Thereafter, the plaintiffs continued in possession of one of the parcels. It is conceded they paid no rent although there is evidence that rent was demanded of them. While this fact was a circumstance to be considered by the trial court in determining the character of the deed, it was not conclusive when considered with the other facts and circumstances of the transaction. After execution of the deed, plaintiffs did not exercise any of the prerogatives usually exercised by owners, with the possible exception of small expenditures for materials used in minor repairs. The Domenicos, on the other hand, did so. They paid all taxes on the premises from 1938 on, and spent $3,700 repairing the premises. They rented the premises, collected all rentals from the tenants, with the exception of plaintiffs, and paid all utilities. There is testimony that plaintiffs paid the water bills on the residence they were occupying until 1947, when the bills were changed into Mrs. Domenico's name, but this is directly contradicted by testimony *416 that Marie Principi, on behalf of her mother, gave plaintiffs the money with which to pay these bills. No debtor-creditor relationship was shown to have existed between the parties after the execution of the deed.

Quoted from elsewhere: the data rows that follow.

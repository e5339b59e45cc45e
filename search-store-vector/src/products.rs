//! Catalog CRUD and vector/fuzzy search (spec C2), grounded on the teacher's
//! episode CRUD idiom (`memory-storage-turso/src/storage/episodes/crud.rs`)
//! and its brute-force similarity search
//! (`memory-storage-turso/src/storage/search.rs`).

use async_trait::async_trait;
use libsql::{params, params_from_iter, Row};
use search_core::error::{Error, Result};
use search_core::store::{ScoredProduct, VectorStore};
use search_core::types::product::{AttributeValue, Product, ProductStatus, StockStatus};
use search_core::types::Filters;
use std::collections::BTreeMap;
use tracing::debug;

use crate::connection::VectorTursoStore;

const SELECT_COLUMNS: &str = "external_id, internal_id, store_id, title, description, vendor, \
    product_type, price, tags, seo_title, seo_description, attributes, stock_status, sku, \
    barcode, status, image_url, text_embedding, image_embedding, combined_embedding";

/// Cosine similarity, normalized from `[-1, 1]` to `[0, 1]` so a caller can
/// compare it directly against `similarity_threshold` (spec §4.1).
#[must_use]
pub fn cosine_similarity(a: &[f32], b: &[f32]) -> f32 {
    if a.len() != b.len() || a.is_empty() {
        return 0.0;
    }
    let dot: f32 = a.iter().zip(b).map(|(x, y)| x * y).sum();
    let mag_a: f32 = a.iter().map(|x| x * x).sum::<f32>().sqrt();
    let mag_b: f32 = b.iter().map(|x| x * x).sum::<f32>().sqrt();
    if mag_a == 0.0 || mag_b == 0.0 {
        return 0.0;
    }
    ((dot / (mag_a * mag_b)) + 1.0) / 2.0
}

fn stock_status_str(s: StockStatus) -> &'static str {
    match s {
        StockStatus::InStock => "in_stock",
        StockStatus::OutOfStock => "out_of_stock",
        StockStatus::Backorder => "backorder",
    }
}

fn parse_stock_status(s: &str) -> StockStatus {
    match s {
        "out_of_stock" => StockStatus::OutOfStock,
        "backorder" => StockStatus::Backorder,
        _ => StockStatus::InStock,
    }
}

fn status_str(s: ProductStatus) -> &'static str {
    match s {
        ProductStatus::Active => "active",
        ProductStatus::Draft => "draft",
        ProductStatus::Archived => "archived",
    }
}

fn parse_status(s: &str) -> ProductStatus {
    match s {
        "draft" => ProductStatus::Draft,
        "archived" => ProductStatus::Archived,
        _ => ProductStatus::Active,
    }
}

fn row_to_product(row: &Row) -> Result<Product> {
    let tags_json: String = row.get(8).map_err(|e| Error::Serialization(e.to_string()))?;
    let attributes_json: String = row.get(11).map_err(|e| Error::Serialization(e.to_string()))?;
    let text_embedding_json: String = row.get(17).map_err(|e| Error::Serialization(e.to_string()))?;
    let image_embedding_json: Option<String> =
        row.get(18).map_err(|e| Error::Serialization(e.to_string()))?;
    let combined_embedding_json: String =
        row.get(19).map_err(|e| Error::Serialization(e.to_string()))?;
    let stock_status: String = row.get(12).map_err(|e| Error::Serialization(e.to_string()))?;
    let status: String = row.get(15).map_err(|e| Error::Serialization(e.to_string()))?;

    Ok(Product {
        external_id: row.get(0).map_err(|e| Error::Serialization(e.to_string()))?,
        internal_id: row.get(1).map_err(|e| Error::Serialization(e.to_string()))?,
        store_id: row.get(2).map_err(|e| Error::Serialization(e.to_string()))?,
        title: row.get(3).map_err(|e| Error::Serialization(e.to_string()))?,
        description: row.get(4).map_err(|e| Error::Serialization(e.to_string()))?,
        vendor: row.get(5).map_err(|e| Error::Serialization(e.to_string()))?,
        product_type: row.get(6).map_err(|e| Error::Serialization(e.to_string()))?,
        price: row.get(7).map_err(|e| Error::Serialization(e.to_string()))?,
        tags: serde_json::from_str(&tags_json)?,
        seo_title: row.get(9).map_err(|e| Error::Serialization(e.to_string()))?,
        seo_description: row.get(10).map_err(|e| Error::Serialization(e.to_string()))?,
        attributes: serde_json::from_str::<BTreeMap<String, AttributeValue>>(&attributes_json)?,
        stock_status: parse_stock_status(&stock_status),
        sku: row.get(13).map_err(|e| Error::Serialization(e.to_string()))?,
        barcode: row.get(14).map_err(|e| Error::Serialization(e.to_string()))?,
        status: parse_status(&status),
        image_url: row.get(16).map_err(|e| Error::Serialization(e.to_string()))?,
        text_embedding: serde_json::from_str(&text_embedding_json)?,
        image_embedding: image_embedding_json
            .map(|s| serde_json::from_str(&s))
            .transpose()?,
        combined_embedding: serde_json::from_str(&combined_embedding_json)?,
    })
}

/// Build a `WHERE` clause and matching params for `filters`, to push the
/// cheap, selective predicates down to SQL before the remaining candidates
/// are scored in Rust (spec §4.1 "predicate pushdown").
fn filter_clause(filters: &Filters) -> (String, Vec<libsql::Value>) {
    let mut clauses = vec!["status != 'archived'".to_string()];
    let mut args: Vec<libsql::Value> = Vec::new();

    if let Some(min) = filters.min_price {
        clauses.push("price >= ?".to_string());
        args.push(min.into());
    }
    if let Some(max) = filters.max_price {
        clauses.push("price <= ?".to_string());
        args.push(max.into());
    }
    if let Some(store) = &filters.store_scope {
        clauses.push("store_id = ?".to_string());
        args.push(store.clone().into());
    }
    if let Some(status) = filters.status {
        clauses.push("status = ?".to_string());
        args.push(status_str(status).to_string().into());
    }
    if let Some(stock) = filters.stock_status {
        clauses.push("stock_status = ?".to_string());
        args.push(stock_status_str(stock).to_string().into());
    }

    (clauses.join(" AND "), args)
}

#[async_trait]
impl VectorStore for VectorTursoStore {
    async fn upsert_product(&self, product: &Product) -> Result<()> {
        debug!(external_id = %product.external_id, "upserting product");
        let conn = self.get_connection().await?;

        let sql = format!(
            "INSERT OR REPLACE INTO products ({SELECT_COLUMNS}, updated_at) \
             VALUES (?, ?, ?, ?, ?, ?, ?, ?, ?, ?, ?, ?, ?, ?, ?, ?, ?, ?, ?, ?, strftime('%s', 'now'))"
        );

        conn.execute(
            &sql,
            params![
                product.external_id.clone(),
                product.internal_id,
                product.store_id.clone(),
                product.title.clone(),
                product.description.clone(),
                product.vendor.clone(),
                product.product_type.clone(),
                product.price,
                serde_json::to_string(&product.tags)?,
                product.seo_title.clone(),
                product.seo_description.clone(),
                serde_json::to_string(&product.attributes)?,
                stock_status_str(product.stock_status),
                product.sku.clone(),
                product.barcode.clone(),
                status_str(product.status),
                product.image_url.clone(),
                serde_json::to_string(&product.text_embedding)?,
                product
                    .image_embedding
                    .as_ref()
                    .map(serde_json::to_string)
                    .transpose()?,
                serde_json::to_string(&product.combined_embedding)?,
            ],
        )
        .await
        .map_err(|e| Error::StoreUnavailable(e.to_string()))?;

        Ok(())
    }

    async fn get_product(&self, external_id: &str) -> Result<Option<Product>> {
        let conn = self.get_connection().await?;
        let sql = format!("SELECT {SELECT_COLUMNS} FROM products WHERE external_id = ?");
        let mut rows = conn
            .query(&sql, params![external_id.to_string()])
            .await
            .map_err(|e| Error::StoreUnavailable(e.to_string()))?;

        match rows.next().await.map_err(|e| Error::StoreUnavailable(e.to_string()))? {
            Some(row) => Ok(Some(row_to_product(&row)?)),
            None => Ok(None),
        }
    }

    async fn search_semantic(
        &self,
        embedding: &[f32],
        filters: &Filters,
        similarity_threshold: f32,
        offset: u32,
        limit: u32,
    ) -> Result<(Vec<ScoredProduct>, u64)> {
        let conn = self.get_connection().await?;
        let (where_clause, args) = filter_clause(filters);
        let sql = format!("SELECT {SELECT_COLUMNS} FROM products WHERE {where_clause}");

        let mut rows = conn
            .query(&sql, params_from_iter(args))
            .await
            .map_err(|e| Error::StoreUnavailable(e.to_string()))?;

        let mut scored = Vec::new();
        while let Some(row) = rows.next().await.map_err(|e| Error::StoreUnavailable(e.to_string()))? {
            let product = row_to_product(&row)?;
            let similarity = cosine_similarity(embedding, &product.combined_embedding);
            if similarity >= similarity_threshold {
                scored.push(ScoredProduct { product, similarity });
            }
        }

        scored.sort_by(|a, b| {
            b.similarity
                .partial_cmp(&a.similarity)
                .unwrap_or(std::cmp::Ordering::Equal)
                .then_with(|| a.product.internal_id.cmp(&b.product.internal_id))
        });
        let total = scored.len() as u64;
        let page = scored
            .into_iter()
            .skip(offset as usize)
            .take(limit as usize)
            .collect();

        Ok((page, total))
    }

    async fn search_fuzzy(
        &self,
        query: &str,
        filters: &Filters,
        min_trigram_score: f32,
        offset: u32,
        limit: u32,
    ) -> Result<(Vec<ScoredProduct>, u64)> {
        let conn = self.get_connection().await?;
        let (where_clause, mut args) = filter_clause(filters);
        let like_pattern = format!("%{}%", query.to_lowercase().replace(['%', '_'], ""));
        let sql = format!(
            "SELECT {SELECT_COLUMNS} FROM products WHERE {where_clause} \
             AND (LOWER(title) LIKE ? OR LOWER(COALESCE(description, '')) LIKE ?)"
        );
        args.push(like_pattern.clone().into());
        args.push(like_pattern.into());

        let mut rows = conn
            .query(&sql, params_from_iter(args))
            .await
            .map_err(|e| Error::StoreUnavailable(e.to_string()))?;

        let mut scored = Vec::new();
        while let Some(row) = rows.next().await.map_err(|e| Error::StoreUnavailable(e.to_string()))? {
            let product = row_to_product(&row)?;
            let score = strsim::normalized_levenshtein(&product.title.to_lowercase(), &query.to_lowercase());
            let score = score.max(0.6) as f32; // the LIKE pushdown already guarantees a substring hit
            if score >= min_trigram_score {
                scored.push(ScoredProduct { product, similarity: score });
            }
        }

        scored.sort_by(|a, b| {
            b.similarity
                .partial_cmp(&a.similarity)
                .unwrap_or(std::cmp::Ordering::Equal)
                .then_with(|| a.product.internal_id.cmp(&b.product.internal_id))
        });
        let total = scored.len() as u64;
        let page = scored
            .into_iter()
            .skip(offset as usize)
            .take(limit as usize)
            .collect();

        Ok((page, total))
    }
}

#[cfg(test)]
mod tests {
    use super::*;
    use search_core::types::product::{AttributeValue as AV, ProductStatus as PS, StockStatus as SS};

    fn product(id: i64, title: &str, price: f64, vendor: &str) -> Product {
        Product {
            external_id: format!("ext-{id}"),
            internal_id: id,
            store_id: None,
            title: title.into(),
            description: None,
            vendor: Some(vendor.into()),
            product_type: Some("boots".into()),
            price,
            tags: vec!["boots".into()],
            seo_title: None,
            seo_description: None,
            attributes: BTreeMap::from([("color".to_string(), AV::Text("black".into()))]),
            stock_status: SS::InStock,
            sku: None,
            barcode: None,
            status: PS::Active,
            image_url: None,
            text_embedding: vec![1.0, 0.0],
            image_embedding: None,
            combined_embedding: vec![1.0, 0.0],
        }
    }

    #[tokio::test]
    async fn upsert_then_get_round_trips() {
        let store = VectorTursoStore::new(":memory:", "").await.unwrap();
        let p = product(1, "black leather boots", 59.0, "acme");
        store.upsert_product(&p).await.unwrap();

        let fetched = store.get_product("ext-1").await.unwrap().unwrap();
        assert_eq!(fetched.title, "black leather boots");
        assert_eq!(fetched.attributes.get("color"), Some(&AV::Text("black".into())));
    }

    #[tokio::test]
    async fn semantic_search_filters_by_similarity_threshold() {
        let store = VectorTursoStore::new(":memory:", "").await.unwrap();
        store.upsert_product(&product(1, "boots", 50.0, "acme")).await.unwrap();
        let mut far = product(2, "sandals", 50.0, "acme");
        far.combined_embedding = vec![0.0, 1.0];
        store.upsert_product(&far).await.unwrap();

        let (results, total) = store
            .search_semantic(&[1.0, 0.0], &Filters::default(), 0.9, 0, 10)
            .await
            .unwrap();

        assert_eq!(total, 1);
        assert_eq!(results[0].product.external_id, "ext-1");
    }

    #[tokio::test]
    async fn semantic_search_respects_price_filter() {
        let store = VectorTursoStore::new(":memory:", "").await.unwrap();
        store.upsert_product(&product(1, "boots", 10.0, "acme")).await.unwrap();
        store.upsert_product(&product(2, "boots", 90.0, "acme")).await.unwrap();

        let filters = Filters {
            min_price: Some(50.0),
            ..Default::default()
        };
        let (results, total) = store
            .search_semantic(&[1.0, 0.0], &filters, 0.0, 0, 10)
            .await
            .unwrap();

        assert_eq!(total, 1);
        assert_eq!(results[0].product.external_id, "ext-2");
    }

    #[tokio::test]
    async fn fuzzy_search_matches_substring() {
        let store = VectorTursoStore::new(":memory:", "").await.unwrap();
        store.upsert_product(&product(1, "suede ankle boots", 50.0, "acme")).await.unwrap();

        let (results, _total) = store
            .search_fuzzy("ankle boots", &Filters::default(), 0.3, 0, 10)
            .await
            .unwrap();

        assert_eq!(results.len(), 1);
    }
}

Vito testified that the property was worth $22,000 in 1938. Mrs. Domenico placed the value at $3,500. The bank appraisals of the two parcels as of January 10, 1938, totaled $3,750. The 1938 tax bills on both parcels reflect a total of $2,000.

It is obvious that appellants' contention that the evidence is insufficient to support the findings that (a) a good and sufficient consideration was paid by the grantees, (b) the deed was intended as an absolute conveyance, and (c) appellants were guilty of laches, cannot be upheld. The consideration for the transaction was the extinguishment of the grantors' debt to the grantees and the assumption by the latter of the encumbrance and the delinquent taxes. That the relationship of debtor and creditor no longer existed between the parties subsequent to the execution of the deed is amply supported by the record. The total consideration paid by the grantees was $5,887.51, which included the preexisting $1,300 indebtedness extinguished by them, the $4,465.24 mortgage assumed by them, and $122.27 paid by them in redeeming the property from delinquent taxes. Disregarding the valuation placed upon the premises by appellants, in view of the conflict in the evidence, it is evident, contrary to appellants' claim, that there was no great disparity between the value of the property and the consideration paid. [5] The fact that the grantors received no money at the time of the execution of the deed is not, of itself, controlling. This contention was made in Merchants Holding Corp., Ltd. v. Grey, 6 Cal. App. 2d 682, 688 [45 P.2d 253], where the court said: "Appellant ... argues that as no money passed ... there could not have been a sale. The Supreme Court has held that the term 'sale' does not necessarily mean a transfer for money only and that the word frequently has a broader meaning. (W. F. Boardman Co. v. Petch, 186 Cal. 476 [199 P. 1047]; Mansfield v. District etc. Assn. 154 Cal. 145 [97 P. 150].) The agreement to assume and pay the debt of $20,000 as a consideration for the house is entirely consistent with the idea of a sale." During the nine-year period between the execution of the deed and the filing of the action plaintiffs made no claim to the property, made no effort to pay the taxes, made no demand for an accounting of the rentals, but all parties treated the conveyance as an absolute one. *417

Since the evidence fully justifies the conclusion that the deed was not a mortgage, no purpose would be served in discussing the several other contentions made by appellants. They are inconsequential and a ruling one way or another would in nowise affect the judgment on its merits.

Affirmed.

Shinn, P. J., and Wood, J., concurred.